Sowohl die Studie des Bundesforschungszentrums für Wald zur Gesundheitswirkung von Waldlandschaften von 2014 als auch eine Literaturstudie zur gesundheitsfördernden Wirkung von Gärten, 2016 von der HAUP Wien durchgeführt, zeigen, dass die Natur und das Arbeiten in und mit der Natur vielfach positive Wirkungen hinsichtlich der körperlichen und geistigen Gesundheit hat. Außerdem können die Klienten Wissen und Produkte teilen. Sie lernen besser, sind besser sozial eingebunden und engagieren sich in der Gesellschaft, „Ich möchte mit dem Projekt zeigen, dass für viele Menschen ein sinnstiftendes Arbeiten in der Natur oder mit Naturmaterialien möglich ist, obwohl sie an den Folgeerscheinungen einer psychischen Erkrankung leiden“, erklärt Marga Böhler ihre Motivation. „Beim Projekt arbeiten junge, alte, erkrankte, gesunde und pensionierte Menschen gemeinsam an einem Auftrag, betreiben Gesundheitsförderung, verbessern ihre Lebensqualität, bauen ein Naturwissen auf und leisten dabei noch einen Beitrag für die Gesellschaft und die Natur. Die Menschen werden gebraucht und haben Bedeutung für die Welt – ein Gefühl das einige Klienten so gar nicht mehr kennen.“

Projektträger und Partner

Pro mente Vorarlberg bietet im Auftrag der Vorarlberger Landesregierung ambulante sozialpsychiatrische Betreuung, Krisenhilfe und Prävention an. Das Leistungsangebot umfasst die ambulante Begleitung, die Betreuung in den Wohngemeinschaften sowie tagesstrukturierende Maßnahmen. Für die professionelle Unterstützung im Bereich Arbeit und Beschäftigung wurde ein eigenständiges Tochterunternehmen aufgebaut.
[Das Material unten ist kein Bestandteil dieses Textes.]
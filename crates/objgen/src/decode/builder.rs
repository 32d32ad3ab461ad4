//! Model builder: grows the JSON tree one scanned line at a time

use std::collections::HashMap;

use crate::decode::coerce::{self, TypeCode};
use crate::decode::scanner::{self, ArrayMarker};
use crate::options::Options;
use crate::value::Value;

/// Explicit indices above this bound degrade to 0 instead of forcing the
/// array to pad out that far.
const MAX_ARRAY_INDEX: usize = 1 << 20;

/// One step from the root value toward a node's container.
#[derive(Debug, Clone, PartialEq, Eq)]
enum Step {
    Key(String),
    Index(usize),
}

/// Placement metadata recorded once per unique path key.
#[derive(Debug)]
struct Node {
    name: String,
    type_code: Option<TypeCode>,
    is_array: bool,
    index: Option<usize>,
    /// Arena id of the node one path segment up, when that key exists.
    parent: Option<usize>,
    /// Steps from the root to the container that holds this node's value.
    container: Vec<Step>,
}

/// Builds one JSON value from a stream of `(text, depth)` lines.
///
/// All state lives on the builder: the path stack (one segment per depth
/// level), the node arena with its path-key index, and the root value under
/// construction. Every conversion gets a fresh builder.
pub struct Builder {
    stack: Vec<String>,
    nodes: Vec<Node>,
    by_key: HashMap<String, usize>,
    next_index: HashMap<String, usize>,
    root: Value,
    root_set: bool,
}

/// Convert model text into a JSON value tree.
pub fn build(input: &str, options: &Options) -> Value {
    let mut builder = Builder::new();
    for line in scanner::iter(input, options.spaces_per_level) {
        builder.push_line(line.text, line.depth);
    }
    builder.finish()
}

impl Builder {
    pub fn new() -> Self {
        Self {
            stack: Vec::new(),
            nodes: Vec::new(),
            by_key: HashMap::new(),
            next_index: HashMap::new(),
            root: Value::Object(Vec::new()),
            root_set: false,
        }
    }

    /// Process one content line. `depth` is 1-based; the scanner guarantees
    /// that, but a direct caller passing 0 is treated as 1.
    pub fn push_line(&mut self, text: &str, depth: usize) {
        let text = text.trim();
        if is_comment(text) {
            return;
        }
        let depth = depth.max(1);
        self.stack.resize(depth, String::new());

        let stripped = scanner::strip_array_markers(text);
        let mut type_code = coerce::detect_type(&stripped);
        let marker = scanner::find_array_marker(text);

        let (name_part, raw_value) = match text.find('=') {
            Some(pos) => (&text[..pos], Some(text[pos + 1..].trim())),
            None => (text, None),
        };
        // A value with no declared type makes the line a string line.
        if type_code.is_none() && raw_value.is_some_and(|v| !v.is_empty()) {
            type_code = Some(TypeCode::Str);
        }

        let name = clean_name(name_part, type_code.is_some());

        let parent_key = self.stack[..depth - 1].join(".");
        let index = self.resolve_index(&parent_key, &name, marker);

        let mut segment = name.clone();
        if let Some(i) = index {
            segment.push(':');
            segment.push_str(&i.to_string());
        }
        self.stack[depth - 1] = segment;
        let path_key = self.stack[..depth].join(".");

        if !self.root_set {
            self.root = if depth == 1 && marker.is_some() && name.is_empty() {
                Value::Array(Vec::new())
            } else {
                Value::Object(Vec::new())
            };
            self.root_set = true;
        }

        // Same path key again: the node and its first value stay in place,
        // and children keep merging into the same container.
        if self.by_key.contains_key(&path_key) {
            return;
        }

        let parent = if depth > 1 {
            self.by_key.get(&parent_key).copied()
        } else {
            None
        };
        let container = self.container_steps(parent);
        self.nodes.push(Node {
            name,
            type_code,
            is_array: marker.is_some(),
            index,
            parent,
            container,
        });
        let id = self.nodes.len() - 1;
        self.by_key.insert(path_key, id);

        let value = self.initial_value(id, raw_value);
        self.write_value(id, value);
    }

    /// Hand back the generated tree. An input with no content lines yields
    /// an empty object.
    pub fn finish(self) -> Value {
        self.root
    }

    /// Array index for this line, if it is an array line. Implicit markers
    /// take the next free index of the array identity (parent path + name);
    /// explicit markers advance that identity's counter past themselves so
    /// the two forms compose.
    fn resolve_index(
        &mut self,
        parent_key: &str,
        name: &str,
        marker: Option<ArrayMarker>,
    ) -> Option<usize> {
        let marker = marker?;
        let ident = if parent_key.is_empty() {
            name.to_string()
        } else {
            format!("{parent_key}.{name}")
        };
        let next = self.next_index.entry(ident).or_insert(0);
        let index = match marker {
            ArrayMarker::Implicit => *next,
            ArrayMarker::Explicit(n) if n > MAX_ARRAY_INDEX => 0,
            ArrayMarker::Explicit(n) => n,
        };
        *next = (*next).max(index.saturating_add(1));
        Some(index)
    }

    /// Access path of the container a new node writes into, derived from
    /// its parent node. A missing parent attaches the node at the root.
    fn container_steps(&self, parent: Option<usize>) -> Vec<Step> {
        let Some(pid) = parent else {
            return Vec::new();
        };
        let p = &self.nodes[pid];
        let mut steps = p.container.clone();
        if p.is_array {
            if !self.is_anonymous_element(pid) {
                steps.push(Step::Key(p.name.clone()));
            }
            steps.push(Step::Index(p.index.unwrap_or(0)));
        } else {
            steps.push(Step::Key(p.name.clone()));
        }
        steps
    }

    /// A nameless array line at the root of an array-rooted model is an
    /// element of the root array itself.
    fn is_anonymous_element(&self, id: usize) -> bool {
        let n = &self.nodes[id];
        n.parent.is_none()
            && n.is_array
            && n.name.is_empty()
            && matches!(self.root, Value::Array(_))
    }

    /// The value a newly created node contributes to the tree.
    fn initial_value(&self, id: usize, raw: Option<&str>) -> Value {
        let node = &self.nodes[id];
        match node.type_code {
            Some(code) if node.is_array => coerce::list_value(code, raw),
            Some(code) => coerce::scalar_value(code, raw),
            // No type at all: either a bare '=' with nothing after it, or a
            // structural line that defaults by shape.
            None => match raw {
                Some(raw) => Value::String(raw.to_string()),
                None if self.is_anonymous_element(id) => Value::Object(Vec::new()),
                None if node.index.unwrap_or(0) > 0 => Value::Object(Vec::new()),
                None if node.is_array => Value::Array(Vec::new()),
                None => Value::Object(Vec::new()),
            },
        }
    }

    fn write_value(&mut self, id: usize, value: Value) {
        if self.is_anonymous_element(id) {
            let index = self.nodes[id].index.unwrap_or(0);
            self.root.set_index(index, value);
            return;
        }
        let node = &self.nodes[id];
        let name = node.name.clone();
        let is_array = node.is_array;
        let index = node.index.unwrap_or(0);
        let steps = node.container.clone();
        let Some(container) = walk_ensure(&mut self.root, &steps) else {
            return;
        };
        if is_array && index > 0 {
            match container.get_key_mut(&name) {
                Some(slot) if matches!(slot, Value::Array(_)) => slot.set_index(index, value),
                // First sight of this array at a nonzero index: the value
                // still lands at slot 0.
                _ => {
                    let mut arr = Value::Array(Vec::new());
                    arr.set_index(0, value);
                    container.set_key(&name, arr);
                }
            }
        } else {
            container.set_key(&name, value);
        }
    }
}

impl Default for Builder {
    fn default() -> Self {
        Self::new()
    }
}

#[inline]
fn is_comment(text: &str) -> bool {
    text == "/" || text.starts_with("//")
}

/// Leaf property name of a line. Typed lines keep only their first
/// whitespace-delimited token; marker groups are stripped, the name is cut
/// at any remaining `[`, and whitespace and `]` are dropped. Dots survive
/// untouched.
fn clean_name(name_part: &str, typed: bool) -> String {
    let base = if typed {
        name_part.split_whitespace().next().unwrap_or("")
    } else {
        name_part
    };
    let stripped = scanner::strip_array_markers(base);
    let cut = match stripped.find('[') {
        Some(pos) => &stripped[..pos],
        None => stripped.as_str(),
    };
    cut.chars()
        .filter(|c| !c.is_whitespace() && *c != ']')
        .collect()
}

/// Walk `steps` from the root, creating containers as needed. Key steps
/// ensure an object or array slot depending on whether an index step
/// follows; index steps ensure an object element, padding holes with null.
/// Returns `None` when the root's own shape contradicts the first step
/// (a named top-level line in an array-rooted model).
fn walk_ensure<'a>(root: &'a mut Value, steps: &[Step]) -> Option<&'a mut Value> {
    steps.iter().enumerate().try_fold(root, |cur, (i, step)| {
        match step {
            Step::Key(key) => {
                let want_array = matches!(steps.get(i + 1), Some(Step::Index(_)));
                let Value::Object(pairs) = cur else {
                    return None;
                };
                let pos = match pairs.iter().position(|(k, _)| k == key) {
                    Some(pos) => pos,
                    None => {
                        pairs.push((key.clone(), empty_container(want_array)));
                        pairs.len() - 1
                    }
                };
                let slot = &mut pairs[pos].1;
                let kind_ok = if want_array {
                    matches!(slot, Value::Array(_))
                } else {
                    matches!(slot, Value::Object(_))
                };
                if !kind_ok {
                    *slot = empty_container(want_array);
                }
                Some(slot)
            }
            Step::Index(index) => {
                let Value::Array(items) = cur else {
                    return None;
                };
                while items.len() <= *index {
                    items.push(Value::Null);
                }
                let slot = &mut items[*index];
                if !matches!(slot, Value::Object(_)) {
                    *slot = Value::Object(Vec::new());
                }
                Some(slot)
            }
        }
    })
}

#[inline]
fn empty_container(array: bool) -> Value {
    if array {
        Value::Array(Vec::new())
    } else {
        Value::Object(Vec::new())
    }
}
Kontakt: Margarethe Böhler, Psychiatrische Gesundheits- und Krankenpflege, Akademische Expertin für Gartentherapie, Tageszentrum Bregenz, Kirchstrasse 38, E-Mail: margarethe.boehler@promente-v.at, www.promente-v.at.

Partner von pro mente sind:

  • Stadtgärtnerei Bregenz: Planung, Gestaltung und Pflege von städtischen Grünanlagen, Permakulturgarten, Exkursionen für Schulen und Kindergärten. www.bregenz.gv.at.
  • Kräuternest: 2011 als Kräuterwerkstatt für Kinder gegründet, seit 2014 auch für Erwachsene: Kräuternest möchte den Einstieg in die Welt der Kräuter erleichtern. Im Onlineshop sind Tees und DIY-Sets erhältlich. www.kräuternest.at.
  • Waldschule Bodensee: Sie bietet waldpädagogische Führungen für Kinder, Erwachsene und Unternehmen an. Inzwischen liegt ein Schwerpunkt auch auf dem Thema „Wald und Gesundheit“, www.waldschule-bodensee.at.
  • OGV Wolfurt: Der Verein lebt Obst- und Gartenkultur und trägt das Wissen in die Öffentlichkeit. Er bietet Seminare, Kurse, Exkursionen etc. an, www.ogv.at/ogv-wolfurt.